A discussão da reforma tributária enfrenta muita resistência, basicamente porque nem os Estados nem a União aceitam abrir mão de receitas. Em 2003, o governo chegou a apresentar uma proposta, que acabou fatiada, a partir de um acordo com os governadores.Desde o início do ano a equipe econômica trabalha numa nova proposta, mais abrangente, mas está longe de garantir um consenso. A expectativa é entregar no fim do mês ao Congresso a emenda, que inclui a unificação de quatro tributos federais, o ICMS estadual e o ISS municipal em um só tributo, o Imposto sobre Valor Agregado. Mas os prefeitos temem perder arrecadação e os Estados só aceitam substituir o ICMS se tiverem autonomia sobre o novo tributo.O maior ponto de atrito, porém, é a guerra fiscal.
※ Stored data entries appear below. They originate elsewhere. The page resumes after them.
//! Run definition types.
//!
//! These types represent the user-authored run definition document: a mapping
//! of job id to job specification. They round-trip losslessly through YAML and
//! JSON.

use crate::error::ConfigurationError;
use crate::ids::JobId;
use crate::value::Value;
use indexmap::IndexMap;
use schemars::JsonSchema;
use serde::{Deserialize, Deserializer, Serialize};

#[derive(Debug, Clone, PartialEq, Serialize, Deserialize, JsonSchema)]
pub struct RunDefinition {
    #[serde(default = "default_version")]
    pub version: String,
    pub name: String,
    #[serde(default, skip_serializing_if = "Option::is_none")]
    pub description: Option<String>,
    /// Worker limit for this run; the scheduler's configured limit applies when unset.
    #[serde(default, skip_serializing_if = "Option::is_none")]
    pub max_workers: Option<usize>,
    /// Environment shared by every job. Job and step `env` take precedence.
    #[serde(default, skip_serializing_if = "IndexMap::is_empty")]
    pub env: IndexMap<String, String>,
    #[serde(deserialize_with = "deserialize_jobs")]
    pub jobs: IndexMap<String, JobSpec>,
}

fn default_version() -> String {
    "1".to_string()
}

fn deserialize_jobs<'de, D>(deserializer: D) -> Result<IndexMap<String, JobSpec>, D::Error>
where
    D: Deserializer<'de>,
{
    let mut jobs = IndexMap::<String, JobSpec>::deserialize(deserializer)?;
    for (id, job) in jobs.iter_mut() {
        job.id = JobId::new(id.clone());
    }
    Ok(jobs)
}

impl RunDefinition {
    pub fn new(name: impl Into<String>) -> Self {
        Self {
            version: default_version(),
            name: name.into(),
            description: None,
            max_workers: None,
            env: IndexMap::new(),
            jobs: IndexMap::new(),
        }
    }

    /// Add a job, keyed by its id.
    pub fn job(mut self, job: JobSpec) -> Self {
        self.jobs.insert(job.id.to_string(), job);
        self
    }

    pub fn from_yaml(content: &str) -> Result<Self, ConfigurationError> {
        serde_yaml::from_str(content)
            .map_err(|e| ConfigurationError::InvalidDefinition(e.to_string()))
    }

    pub fn from_json(content: &str) -> Result<Self, ConfigurationError> {
        serde_json::from_str(content)
            .map_err(|e| ConfigurationError::InvalidDefinition(e.to_string()))
    }

    pub fn to_yaml(&self) -> crate::Result<String> {
        Ok(serde_yaml::to_string(self)?)
    }

    pub fn get(&self, id: &str) -> Option<&JobSpec> {
        self.jobs.get(id)
    }
}

#[derive(Debug, Clone, PartialEq, Serialize, Deserialize, JsonSchema)]
pub struct JobSpec {
    /// Filled from the key of the `jobs` mapping.
    #[serde(skip)]
    pub id: JobId,
    #[serde(default, skip_serializing_if = "Option::is_none")]
    pub name: Option<String>,
    #[serde(default, alias = "depends_on", skip_serializing_if = "Vec::is_empty")]
    pub needs: Vec<String>,
    #[serde(rename = "if", default, skip_serializing_if = "Option::is_none")]
    pub condition: Option<String>,
    #[serde(default, skip_serializing_if = "Option::is_none")]
    pub matrix: Option<MatrixSpec>,
    #[serde(default, skip_serializing_if = "Vec::is_empty")]
    pub steps: Vec<StepSpec>,
    #[serde(default = "default_job_timeout")]
    pub timeout_seconds: u64,
    /// Output name to expression, evaluated once the instance succeeds.
    #[serde(default, skip_serializing_if = "IndexMap::is_empty")]
    pub outputs: IndexMap<String, String>,
    #[serde(default, skip_serializing_if = "IndexMap::is_empty")]
    pub env: IndexMap<String, String>,
    /// A failed instance of this job does not fail the run.
    #[serde(default, skip_serializing_if = "is_false")]
    pub continue_on_error: bool,
    /// Nested run definition executed in place of steps.
    #[serde(default, skip_serializing_if = "Option::is_none")]
    pub workflow: Option<Box<RunDefinition>>,
}

fn default_job_timeout() -> u64 {
    3600
}

fn is_false(value: &bool) -> bool {
    !*value
}

impl JobSpec {
    pub fn new(id: impl Into<String>) -> Self {
        Self {
            id: JobId::new(id),
            name: None,
            needs: vec![],
            condition: None,
            matrix: None,
            steps: vec![],
            timeout_seconds: default_job_timeout(),
            outputs: IndexMap::new(),
            env: IndexMap::new(),
            continue_on_error: false,
            workflow: None,
        }
    }

    pub fn needs(mut self, deps: &[&str]) -> Self {
        self.needs = deps.iter().map(|d| d.to_string()).collect();
        self
    }

    pub fn when(mut self, condition: impl Into<String>) -> Self {
        self.condition = Some(condition.into());
        self
    }

    pub fn step(mut self, step: StepSpec) -> Self {
        self.steps.push(step);
        self
    }

    pub fn matrix(mut self, matrix: MatrixSpec) -> Self {
        self.matrix = Some(matrix);
        self
    }

    pub fn output(mut self, name: impl Into<String>, expression: impl Into<String>) -> Self {
        self.outputs.insert(name.into(), expression.into());
        self
    }

    pub fn timeout_seconds(mut self, seconds: u64) -> Self {
        self.timeout_seconds = seconds;
        self
    }

    pub fn continue_on_error(mut self, value: bool) -> Self {
        self.continue_on_error = value;
        self
    }

    pub fn workflow(mut self, definition: RunDefinition) -> Self {
        self.workflow = Some(Box::new(definition));
        self
    }

    pub fn display_name(&self) -> &str {
        self.name.as_deref().unwrap_or(self.id.as_str())
    }
}

#[derive(Debug, Clone, PartialEq, Serialize, Deserialize, JsonSchema)]
pub struct StepSpec {
    pub name: String,
    #[serde(default, skip_serializing_if = "Option::is_none")]
    pub run: Option<String>,
    #[serde(default = "default_shell")]
    pub shell: String,
    #[serde(default, skip_serializing_if = "Option::is_none")]
    pub upload: Option<ArtifactUpload>,
    #[serde(default, skip_serializing_if = "Option::is_none")]
    pub download: Option<ArtifactDownload>,
    #[serde(rename = "if", default, skip_serializing_if = "Option::is_none")]
    pub condition: Option<String>,
    #[serde(default, skip_serializing_if = "IndexMap::is_empty")]
    pub env: IndexMap<String, String>,
    #[serde(default, skip_serializing_if = "is_false")]
    pub continue_on_error: bool,
    #[serde(default, skip_serializing_if = "Option::is_none")]
    pub retry: Option<RetryPolicy>,
    #[serde(default, skip_serializing_if = "Option::is_none")]
    pub timeout_seconds: Option<u64>,
}

fn default_shell() -> String {
    "bash".to_string()
}

/// The single action a step performs.
#[derive(Debug, Clone, Copy)]
pub enum StepAction<'a> {
    Run { command: &'a str, shell: &'a str },
    Upload(&'a ArtifactUpload),
    Download(&'a ArtifactDownload),
}

impl StepSpec {
    fn blank(name: impl Into<String>) -> Self {
        Self {
            name: name.into(),
            run: None,
            shell: default_shell(),
            upload: None,
            download: None,
            condition: None,
            env: IndexMap::new(),
            continue_on_error: false,
            retry: None,
            timeout_seconds: None,
        }
    }

    pub fn run(name: impl Into<String>, command: impl Into<String>) -> Self {
        Self {
            run: Some(command.into()),
            ..Self::blank(name)
        }
    }

    pub fn upload(name: impl Into<String>, upload: ArtifactUpload) -> Self {
        Self {
            upload: Some(upload),
            ..Self::blank(name)
        }
    }

    pub fn download(name: impl Into<String>, download: ArtifactDownload) -> Self {
        Self {
            download: Some(download),
            ..Self::blank(name)
        }
    }

    pub fn when(mut self, condition: impl Into<String>) -> Self {
        self.condition = Some(condition.into());
        self
    }

    pub fn env(mut self, key: impl Into<String>, value: impl Into<String>) -> Self {
        self.env.insert(key.into(), value.into());
        self
    }

    pub fn continue_on_error(mut self, value: bool) -> Self {
        self.continue_on_error = value;
        self
    }

    pub fn retry(mut self, policy: RetryPolicy) -> Self {
        self.retry = Some(policy);
        self
    }

    /// Resolve the step's action, rejecting steps with zero or several actions.
    pub fn action(&self, job: &str) -> Result<StepAction<'_>, ConfigurationError> {
        match (&self.run, &self.upload, &self.download) {
            (Some(command), None, None) => Ok(StepAction::Run {
                command,
                shell: &self.shell,
            }),
            (None, Some(upload), None) => {
                if upload.path.is_some() == upload.content.is_some() {
                    return Err(ConfigurationError::InvalidUploadSource {
                        job: job.to_string(),
                        step: self.name.clone(),
                    });
                }
                Ok(StepAction::Upload(upload))
            }
            (None, None, Some(download)) => Ok(StepAction::Download(download)),
            _ => Err(ConfigurationError::InvalidStepAction {
                job: job.to_string(),
                step: self.name.clone(),
            }),
        }
    }
}

/// Publish bytes to the artifact store under `name`.
#[derive(Debug, Clone, PartialEq, Serialize, Deserialize, JsonSchema)]
pub struct ArtifactUpload {
    pub name: String,
    /// File in the workspace to upload.
    #[serde(default, skip_serializing_if = "Option::is_none")]
    pub path: Option<String>,
    /// Inline content, usually an interpolation such as `${{ steps.build.stdout }}`.
    #[serde(default, skip_serializing_if = "Option::is_none")]
    pub content: Option<String>,
    #[serde(default, skip_serializing_if = "Option::is_none")]
    pub retention_days: Option<u32>,
}

impl ArtifactUpload {
    pub fn from_content(name: impl Into<String>, content: impl Into<String>) -> Self {
        Self {
            name: name.into(),
            path: None,
            content: Some(content.into()),
            retention_days: None,
        }
    }

    pub fn from_path(name: impl Into<String>, path: impl Into<String>) -> Self {
        Self {
            name: name.into(),
            path: Some(path.into()),
            content: None,
            retention_days: None,
        }
    }
}

/// Fetch an artifact. The content becomes the step's stdout and, when `path`
/// is set, is also written into the workspace.
#[derive(Debug, Clone, PartialEq, Serialize, Deserialize, JsonSchema)]
pub struct ArtifactDownload {
    pub name: String,
    #[serde(default, skip_serializing_if = "Option::is_none")]
    pub path: Option<String>,
    /// A missing artifact leaves the step successful.
    #[serde(default, skip_serializing_if = "is_false")]
    pub optional: bool,
}

impl ArtifactDownload {
    pub fn named(name: impl Into<String>) -> Self {
        Self {
            name: name.into(),
            path: None,
            optional: false,
        }
    }
}

#[derive(Debug, Clone, PartialEq, Serialize, Deserialize, JsonSchema)]
pub struct RetryPolicy {
    #[serde(default = "default_max_attempts")]
    pub max_attempts: u32,
    #[serde(default = "default_delay")]
    pub delay_seconds: u64,
    #[serde(default = "default_true")]
    pub exponential_backoff: bool,
}

fn default_max_attempts() -> u32 {
    1
}

fn default_delay() -> u64 {
    10
}

fn default_true() -> bool {
    true
}

impl RetryPolicy {
    pub fn attempts(max_attempts: u32) -> Self {
        Self {
            max_attempts,
            delay_seconds: 0,
            exponential_backoff: false,
        }
    }
}

#[derive(Debug, Clone, Default, PartialEq, Serialize, Deserialize, JsonSchema)]
pub struct MatrixSpec {
    /// Axis name to candidate values, in declaration order.
    #[serde(default, alias = "dimensions")]
    pub axes: IndexMap<String, Vec<Value>>,
    /// Partial assignments; any combination containing one is dropped.
    #[serde(default, skip_serializing_if = "Vec::is_empty")]
    pub exclude: Vec<IndexMap<String, Value>>,
    /// Extra assignments appended after exclusions are applied.
    #[serde(default, skip_serializing_if = "Vec::is_empty")]
    pub include: Vec<IndexMap<String, Value>>,
    /// Cancel the remaining instances of the job once one fails.
    #[serde(default, skip_serializing_if = "is_false")]
    pub fail_fast: bool,
    #[serde(default, skip_serializing_if = "Option::is_none")]
    pub max_parallel: Option<usize>,
}

impl MatrixSpec {
    pub fn new() -> Self {
        Self::default()
    }

    pub fn axis<V: Into<Value>>(mut self, name: impl Into<String>, values: Vec<V>) -> Self {
        self.axes
            .insert(name.into(), values.into_iter().map(Into::into).collect());
        self
    }

    pub fn exclude<V: Into<Value>>(mut self, tuple: Vec<(&str, V)>) -> Self {
        self.exclude.push(
            tuple
                .into_iter()
                .map(|(k, v)| (k.to_string(), v.into()))
                .collect(),
        );
        self
    }

    pub fn include<V: Into<Value>>(mut self, tuple: Vec<(&str, V)>) -> Self {
        self.include.push(
            tuple
                .into_iter()
                .map(|(k, v)| (k.to_string(), v.into()))
                .collect(),
        );
        self
    }
}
Em princípio, todos os Estados concordam em acabar com a concessão de incentivos fiscais para atrair empresas, mas na prática querem prazos de transição longos e compensações por eventuais perdas.Em 23 de agosto, o ministro da Fazenda, Guido Mantega, apresentou a proposta aos aliados. Dois dias antes, os secretários estaduais de Fazenda, reunidos no Conselho Nacional de Política Fazendária (Confaz), praticamente fecharam acordo para pôr fim à guerra fiscal. Só três Estados saíram de lá indecisos. A idéia é validar todos os incentivos fiscais atuais e iniciar sua extinção progressiva. Novos incentivos serão proibidos. E a partir de 2012 os Estados produtores reduziriam sua alíquota do ICMS.